#### Instructions to follow
Of the entries below, restate word for word only the section that runs from the line with "pub use role::Role;" to the line with "use hydrowatch_common::session::SessionUser;", counting both ends.

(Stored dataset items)
━━━━━━━━━━━━━━━━━━━━━━━━━━━━━━
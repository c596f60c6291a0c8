//! Client logic of the HydroWatch dashboard, free of any UI framework so it
//! can be tested natively and compiled to `wasm32` alike.

pub mod api;
pub mod auth;
pub mod calendar;
pub mod config;
pub mod error;
pub mod guard;
pub mod history;
pub mod model;
pub mod notification;
pub mod role;
pub mod sensor;
pub mod session;
pub mod socketio;
pub mod store;
mod wire;

pub use api::BackendClient;
pub use error::{Error, Result};
pub use role::Role;
pub use wire::value_to_f64;
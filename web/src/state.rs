//! Application-wide reactive state, provided once at the root as context.

use leptos::logging::{error, log, warn};
use leptos::prelude::*;

use hydrowatch_common::config::ClientConfig;
use hydrowatch_common::notification::{
    apply_approval, NotificationFeed, NotificationPoller, NotificationScope,
};
use hydrowatch_common::session::SessionUser;
use hydrowatch_common::BackendClient;

use crate::storage::{session_store, BrowserStore};

#[derive(Debug, Clone, Copy)]
pub struct AppContext {
    /// Backend location and polling periods, fetched from the server.
    pub config: RwSignal<Option<ClientConfig>>,
    /// Signed-in user, mirrored from storage after hydration.
    pub user: RwSignal<Option<SessionUser>>,
    /// Notification feed for the signed-in user's scope.
    pub feed: RwSignal<NotificationFeed>,
    /// Set while the feed shows the cached copy because the backend failed.
    pub feed_notice: RwSignal<Option<String>>,
}

impl AppContext {
    pub fn provide() -> Self {
        let ctx = Self {
            config: RwSignal::new(None),
            user: RwSignal::new(None),
            feed: RwSignal::new(NotificationFeed::default()),
            feed_notice: RwSignal::new(None),
        };
        provide_context(ctx);
        ctx
    }

    pub fn client_for(config: &ClientConfig) -> BackendClient {
        BackendClient::new(config.backend_url.clone()).with_token(session_store().token())
    }

    /// REST client once the configuration has arrived (tracked).
    pub fn client(&self) -> Option<BackendClient> {
        self.config.with(|c| c.as_ref().map(Self::client_for))
    }

    pub fn client_untracked(&self) -> Option<BackendClient> {
        self.config.with_untracked(|c| c.as_ref().map(Self::client_for))
    }

    pub fn scope_untracked(&self) -> Option<NotificationScope> {
        self.user.with_untracked(|u| u.as_ref().map(NotificationScope::for_user))
    }

    pub fn poller(&self) -> Option<NotificationPoller<BrowserStore>> {
        let client = self.client_untracked()?;
        let scope = self.scope_untracked()?;
        Some(NotificationPoller::new(client, session_store(), scope))
    }

    pub fn sign_in(&self, user: SessionUser, token: &str) -> hydrowatch_common::Result<()> {
        session_store().sign_in(&user, token)?;
        self.user.set(Some(user));
        Ok(())
    }

    /// Pick up an approved access request from the feed: the stored user
    /// becomes verified without signing in again.
    pub fn sync_approval(&self) {
        let Some(user) = self.user.get_untracked() else { return };
        let Some(verified) = self.feed.with_untracked(|f| apply_approval(&user, f.items())) else {
            return;
        };
        if let Err(e) = session_store().update_user(&verified) {
            error!("Cannot store verified user: {e}");
        }
        log!("Access granted to {}", verified.display_name());
        self.user.set(Some(verified));
    }

    pub fn sign_out(&self) {
        session_store().sign_out();
        self.user.set(None);
        self.feed.set(NotificationFeed::default());
        self.feed_notice.set(None);
    }
}

pub fn use_app() -> AppContext {
    expect_context::<AppContext>()
}

/// Restore the session and keep the notification feed fresh.
///
/// Polling restarts whenever the user or the configuration changes and
/// stops on sign-out.
pub fn start_background_tasks(ctx: AppContext) {
    Effect::new(move |_| {
        ctx.user.set(session_store().user());
    });

    Effect::new(move |_| {
        let Some(config) = ctx.config.get() else { return };
        let Some(user) = ctx.user.get() else { return };

        let scope = NotificationScope::for_user(&user);
        let poller = NotificationPoller::new(
            AppContext::client_for(&config),
            session_store(),
            scope.clone(),
        );
        ctx.feed.set(NotificationFeed::new(poller.cached()));

        let tick = move || {
            let poller = poller.clone();
            leptos::task::spawn_local(async move {
                let snap = poller.refresh().await;
                if let Some(e) = &snap.error {
                    warn!("Notification refresh failed, showing cached copy: {e}");
                }
                ctx.feed.update(|f| f.replace_all(snap.items));
                ctx.feed_notice.set(snap.error);
                ctx.sync_approval();
            });
        };
        tick();

        match set_interval_with_handle(tick, config.poll_interval(&scope)) {
            Ok(handle) => on_cleanup(move || handle.clear()),
            Err(e) => error!("Cannot start notification polling: {e:?}"),
        }
    });
}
━━━━━━━━━━━━━━━━━━━━━━━━━━━━━━
#### Result
pub use role::Role;
pub use wire::value_to_f64;
filename web/src/state.rs
//! Application-wide reactive state, provided once at the root as context.

use leptos::logging::{error, log, warn};
use leptos::prelude::*;

use hydrowatch_common::config::ClientConfig;
use hydrowatch_common::notification::{
    apply_approval, NotificationFeed, NotificationPoller, NotificationScope,
};
use hydrowatch_common::session::SessionUser;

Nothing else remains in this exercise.